Jefffrey pushed a commit to branch main
in repository https://gitbox.apache.org/repos/asf/arrow-rs.git
The following commit(s) were added to refs/heads/main by this push:
new da09872193 Implement native interleave for ListView (#9558)
da09872193 is described below
commit da09872193bb3805a3177678bf9005ddeea2333d
Author: Vegard Stikbakke <[email protected]>
AuthorDate: Wed May 20 03:44:03 2026 +0200
Implement native interleave for ListView (#9558)
This PR adds a native implementation of interleave for the ListView type
which uses a good heuristic thanks to @asubiotto, either
1. copy each row's elements and put them all into a new flat array, or
2. concatenate all source value array (and adjust offsets).
The latter is best when there is sharing of elements.
Closes #9342.
---------
Signed-off-by: Alfonso Subiotto Marques <[email protected]>
Co-authored-by: Alfonso Subiotto Marques <[email protected]>
---
arrow-select/src/interleave.rs | 232 +++++++++++++++++++++++++++++++++++++++++
1 file changed, 232 insertions(+)
diff --git a/arrow-select/src/interleave.rs b/arrow-select/src/interleave.rs
index 1bd34a7f3a..13d28747df 100644
--- a/arrow-select/src/interleave.rs
+++ b/arrow-select/src/interleave.rs
@@ -114,6 +114,8 @@ pub fn interleave(
DataType::Int64 => interleave_run_end::<Int64Type>(values,
indices),
t => unreachable!("illegal run-end type {t}"),
},
+ DataType::ListView(field) => interleave_list_view::<i32>(values,
indices, field),
+ DataType::LargeListView(field) => interleave_list_view::<i64>(values,
indices, field),
_ => interleave_fallback(values, indices)
}
}
@@ -482,6 +484,114 @@ fn interleave_run_end<R: RunEndIndexType>(
)?))
}
+fn interleave_list_view<O: OffsetSizeTrait>(
+ values: &[&dyn Array],
+ indices: &[(usize, usize)],
+ field: &FieldRef,
+) -> Result<ArrayRef, ArrowError> {
+ let interleaved = Interleave::<'_, GenericListViewArray<O>>::new(values,
indices);
+
+ // Pick whichever strategy produces fewer child elements:
+ // - Per-row copy: total = sum of selected sizes.

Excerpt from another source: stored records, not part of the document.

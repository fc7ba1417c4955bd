//! Helper functions for creating specific error types

use super::types::GatewayError;
use crate::core::providers::unified_provider::ProviderError;

/// Helper functions for creating specific errors
impl GatewayError {
    pub fn auth<S: Into<String>>(message: S) -> Self {
        Self::Auth(message.into())
    }

    pub fn authorization<S: Into<String>>(message: S) -> Self {
        Self::Authorization(message.into())
    }

    pub fn bad_request<S: Into<String>>(message: S) -> Self {
        Self::BadRequest(message.into())
    }

    pub fn not_found<S: Into<String>>(message: S) -> Self {
        Self::NotFound(message.into())
    }

    pub fn conflict<S: Into<String>>(message: S) -> Self {
        Self::Conflict(message.into())
    }

    pub fn internal<S: Into<String>>(message: S) -> Self {
        Self::Internal(message.into())
    }

    pub fn validation<S: Into<String>>(message: S) -> Self {
        Self::Validation(message.into())
    }

    pub fn ledger<S: Into<String>>(message: S) -> Self {
        Self::Ledger(message.into())
    }

    pub fn cancelled<S: Into<String>>(message: S) -> Self {
        Self::Cancelled(message.into())
    }

    pub fn transport<S: Into<String>>(message: S) -> Self {
        Self::Transport(message.into())
    }

    pub fn config<S: Into<String>>(message: S) -> Self {
        Self::Config(message.into())
    }

    /// Stable machine-readable code sent to clients in `error` messages
    pub fn client_code(&self) -> &'static str {
        match self {
            Self::Auth(_) | Self::Jwt(_) => "unauthorized",
            Self::Authorization(_) => "authorization_denied",
            Self::RateLimited { .. } => "rate_limited",
            Self::InsufficientCredits { .. } => "insufficient_credits",
            Self::Ledger(_) => "billing_unavailable",
            Self::Provider(e) => e.client_code(),
            Self::AllProvidersUnavailable { .. } => "all_providers_unavailable",
            Self::ProviderNotFound(_) => "provider_not_found",
            Self::Validation(_) | Self::BadRequest(_) | Self::Serialization(_) => {
                "invalid_request"
            }
            Self::NotFound(_) => "not_found",
            Self::Conflict(_) => "duplicate_request",
            Self::Cancelled(_) => "cancelled",
            Self::Config(_)
            | Self::HttpClient(_)
            | Self::Yaml(_)
            | Self::Io(_)
            | Self::Transport(_)
            | Self::Internal(_) => "internal_error",
        }
    }

    /// Whether the same request may succeed if the client sends it again later
    pub fn is_retryable(&self) -> bool {
        match self {
            Self::RateLimited { .. } | Self::Ledger(_) | Self::AllProvidersUnavailable { .. } => {
                true
            }
            Self::Provider(e) => e.is_retryable(),
            _ => false,
        }
    }
}

impl From<ProviderError> for GatewayError {
    fn from(err: ProviderError) -> Self {
        GatewayError::Provider(err)
    }
}
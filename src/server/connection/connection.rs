//! A single live client connection

use super::transport::{CloseSignal, Transport};
use crate::auth::AuthenticatedUser;
use crate::core::types::GatewayRequest;
use crate::server::protocol::ServerMessage;
use crate::utils::error::{GatewayError, Result};
use chrono::{DateTime, Utc};
use parking_lot::Mutex;
use std::collections::HashMap;
use std::sync::Arc;
use std::sync::atomic::{AtomicBool, Ordering};
use tokio::task::AbortHandle;

/// In-flight request bookkeeping
#[derive(Debug)]
pub struct PendingRequest {
    pub request: Arc<GatewayRequest>,
    pub started_at: DateTime<Utc>,
    abort: Option<AbortHandle>,
}

impl PendingRequest {
    fn abort(&self) {
        if let Some(handle) = &self.abort {
            handle.abort();
        }
    }
}

/// Owned by the [`ConnectionManager`](super::ConnectionManager) for its whole lifetime
#[derive(Debug)]
pub struct Connection {
    id: String,
    user: AuthenticatedUser,
    transport: Arc<dyn Transport>,
    connected_at: DateTime<Utc>,
    last_activity: Mutex<DateTime<Utc>>,
    alive: AtomicBool,
    pending: Mutex<HashMap<String, PendingRequest>>,
    close_signal: CloseSignal,
}

impl Connection {
    pub(super) fn new(id: String, user: AuthenticatedUser, transport: Arc<dyn Transport>) -> Self {
        let now = Utc::now();
        Self {
            id,
            user,
            transport,
            connected_at: now,
            last_activity: Mutex::new(now),
            alive: AtomicBool::new(true),
            pending: Mutex::new(HashMap::new()),
            close_signal: CloseSignal::default(),
        }
    }

    pub fn id(&self) -> &str {
        &self.id
    }

    pub fn user(&self) -> &AuthenticatedUser {
        &self.user
    }

    pub fn transport(&self) -> &Arc<dyn Transport> {
        &self.transport
    }

    pub fn connected_at(&self) -> DateTime<Utc> {
        self.connected_at
    }

    pub fn last_activity(&self) -> DateTime<Utc> {
        *self.last_activity.lock()
    }

    pub fn touch(&self) {
        *self.last_activity.lock() = Utc::now();
    }

    pub fn is_alive(&self) -> bool {
        self.alive.load(Ordering::Acquire)
    }

    pub(super) fn set_alive(&self, alive: bool) {
        self.alive.store(alive, Ordering::Release);
    }

    /// Resolves once the connection has been removed from its manager
    pub async fn closed(&self) {
        self.close_signal.wait().await
    }

    pub fn is_closed(&self) -> bool {
        self.close_signal.is_fired()
    }

    pub(super) fn mark_closed(&self) {
        self.close_signal.fire();
    }

    /// Serialize and write one message
    pub async fn send(&self, message: &ServerMessage) -> Result<()> {
        if !self.transport.is_writable() {
            return Err(GatewayError::transport(format!(
                "Connection {} is not writable",
                self.id
            )));
        }
        let text = message.to_text()?;
        self.transport.send_text(text).await
    }

    // ==================== Pending requests ====================

    pub fn add_pending(&self, request: Arc<GatewayRequest>) -> Result<()> {
        let mut pending = self.pending.lock();
        if pending.contains_key(&request.id) {
            return Err(GatewayError::conflict(format!(
                "Request '{}' is already in flight",
                request.id
            )));
        }
        pending.insert(
            request.id.clone(),
            PendingRequest {
                request,
                started_at: Utc::now(),
                abort: None,
            },
        );
        Ok(())
    }

    /// Returns `false` when the request already left the map
    pub fn attach_abort(&self, request_id: &str, handle: AbortHandle) -> bool {
        match self.pending.lock().get_mut(request_id) {
            Some(entry) => {
                entry.abort = Some(handle);
                true
            }
            None => false,
        }
    }

    /// Take the entry out of the map. Whoever gets `Some` owns the request's terminal message.
    pub fn take_pending(&self, request_id: &str) -> Option<Arc<GatewayRequest>> {
        self.pending.lock().remove(request_id).map(|p| p.request)
    }

    /// Take the entry and abort the task serving it
    pub fn cancel_pending(&self, request_id: &str) -> Option<Arc<GatewayRequest>> {
        let entry = self.pending.lock().remove(request_id)?;
        entry.abort();
        Some(entry.request)
    }

    pub fn is_pending(&self, request_id: &str) -> bool {
        self.pending.lock().contains_key(request_id)
    }

    pub fn pending_ids(&self) -> Vec<String> {
        self.pending.lock().keys().cloned().collect()
    }

    pub fn pending_count(&self) -> usize {
        self.pending.lock().len()
    }

    /// Abort everything still in flight; returns how many requests were dropped
    pub(super) fn abort_all_pending(&self) -> usize {
        let drained: Vec<PendingRequest> = self.pending.lock().drain().map(|(_, p)| p).collect();
        for entry in &drained {
            entry.abort();
        }
        drained.len()
    }
}
//! Error handling for the Gateway
//!
//! This module defines all error types used throughout the gateway.

#![allow(missing_docs)]

mod helpers;
mod response;
mod types;

pub use response::{ErrorDetails, ErrorPayload};
pub use types::{GatewayError, ProviderAttempt, Result};
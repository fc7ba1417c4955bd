//! External ledger collaborator
//!
//! The gateway never owns balances. It reads them before a request and posts a debit after
//! the response is delivered; both calls may be slow or fail.

use async_trait::async_trait;
use reqwest::Client;
use serde::{Deserialize, Serialize};
use tracing::debug;

use crate::config::LedgerConfig;
use crate::utils::error::{GatewayError, Result};

/// Balance lookup and debit
#[cfg_attr(test, mockall::automock)]
#[async_trait]
pub trait LedgerClient: Send + Sync {
    /// Current balance of `user_id`
    async fn balance(&self, user_id: &str) -> Result<f64>;

    /// Deduct `amount`; returns the new balance
    async fn debit(&self, user_id: &str, amount: f64, description: &str) -> Result<f64>;
}

#[derive(Debug, Deserialize)]
struct BalanceBody {
    #[serde(alias = "new_balance")]
    balance: f64,
}

#[derive(Debug, Serialize)]
struct DebitBody<'a> {
    user_id: &'a str,
    amount: f64,
    description: &'a str,
}

/// Ledger over HTTP: `GET {base}/balances/{user}` and `POST {base}/debits`
#[derive(Debug, Clone)]
pub struct HttpLedgerClient {
    client: Client,
    base_url: String,
    service_token: Option<String>,
}

impl HttpLedgerClient {
    pub fn new(config: &LedgerConfig) -> Result<Self> {
        let client = Client::builder()
            .timeout(config.timeout())
            .build()
            .map_err(|e| GatewayError::ledger(format!("Failed to create ledger client: {}", e)))?;
        Ok(Self {
            client,
            base_url: config.base_url.trim_end_matches('/').to_string(),
            service_token: config
                .service_token
                .clone()
                .filter(|token| !token.is_empty()),
        })
    }

    fn authorize(&self, request: reqwest::RequestBuilder) -> reqwest::RequestBuilder {
        match &self.service_token {
            Some(token) => request.bearer_auth(token),
            None => request,
        }
    }

    async fn read_balance(response: reqwest::Response, action: &str) -> Result<f64> {
        let status = response.status();
        if !status.is_success() {
            let body = response.text().await.unwrap_or_default();
            return Err(GatewayError::ledger(format!(
                "Ledger {} failed with status {}: {}",
                action,
                status.as_u16(),
                body.trim()
            )));
        }
        let body: BalanceBody = response
            .json()
            .await
            .map_err(|e| GatewayError::ledger(format!("Invalid ledger {} response: {}", action, e)))?;
        Ok(body.balance)
    }
}

#[async_trait]
impl LedgerClient for HttpLedgerClient {
    async fn balance(&self, user_id: &str) -> Result<f64> {
        let user: String = url::form_urlencoded::byte_serialize(user_id.as_bytes()).collect();
        let url = format!("{}/balances/{}", self.base_url, user);
        debug!(user_id, "Fetching ledger balance");

        let response = self
            .authorize(self.client.get(&url))
            .send()
            .await
            .map_err(|e| GatewayError::ledger(format!("Ledger balance request failed: {}", e)))?;
        Self::read_balance(response, "balance lookup").await
    }

    async fn debit(&self, user_id: &str, amount: f64, description: &str) -> Result<f64> {
        let url = format!("{}/debits", self.base_url);
        debug!(user_id, amount, "Posting ledger debit");

        let response = self
            .authorize(self.client.post(&url))
            .json(&DebitBody {
                user_id,
                amount,
                description,
            })
            .send()
            .await
            .map_err(|e| GatewayError::ledger(format!("Ledger debit request failed: {}", e)))?;
        Self::read_balance(response, "debit").await
    }
}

Better for sparse
selections.
+ // - Concat + offset adjustment: total = sum of source backing array
lengths.
+ // Better when rows share backing elements via overlapping offset/size
ranges.
+ let concat_cost: usize = interleaved.arrays.iter().map(|lv|
lv.values().len()).sum();
+ let per_row_cost: usize = indices
+ .iter()
+ .map(|&(a, r)| interleaved.arrays[a].sizes()[r].as_usize())
+ .sum();
+
+ if per_row_cost <= concat_cost {
+ interleave_list_view_copy::<O>(&interleaved, indices, field)
+ } else {
+ interleave_list_view_concat::<O>(&interleaved, indices, field)
+ }
+}
+
+/// Per-row copy: copies each selected row's child elements into a new flat
array.
+fn interleave_list_view_copy<O: OffsetSizeTrait>(
+ interleaved: &Interleave<'_, GenericListViewArray<O>>,
+ indices: &[(usize, usize)],
+ field: &FieldRef,
+) -> Result<ArrayRef, ArrowError> {
+ let mut capacity = 0usize;
+ let mut offsets = Vec::with_capacity(indices.len());
+ let mut sizes = Vec::with_capacity(indices.len());
+ for &(array_idx, row_idx) in indices {
+ let list = interleaved.arrays[array_idx];
+ let size = list.sizes()[row_idx].as_usize();
+ offsets.push(
+ O::from_usize(capacity).ok_or_else(||
ArrowError::OffsetOverflowError(capacity))?,
+ );
+ sizes.push(O::from_usize(size).ok_or_else(||
ArrowError::OffsetOverflowError(size))?);
+ capacity += size;
+ }
+
+ let child_data: Vec<_> = interleaved
+ .arrays
+ .iter()
+ .map(|list| list.values().to_data())
+ .collect();
+ let child_data_refs: Vec<_> = child_data.iter().collect();
+ let mut mutable_child = MutableArrayData::new(child_data_refs, false,
capacity);
+ for &(array_idx, row_idx) in indices {
+ let list = interleaved.arrays[array_idx];
+ let start = list.offsets()[row_idx].as_usize();
+ let size = list.sizes()[row_idx].as_usize();
+ if size > 0 {
+ mutable_child.extend(array_idx, start, start + size);
+ }
+ }
+
+ Ok(Arc::new(GenericListViewArray::<O>::new(
+ field.clone(),
+ offsets.into(),
+ sizes.into(),
+ make_array(mutable_child.freeze()),
+ interleaved.nulls.clone(),
+ )))
+}
+
+/// Concat backing arrays: concatenates all source value arrays and adjusts
offsets.
+/// Preserves within-source element sharing.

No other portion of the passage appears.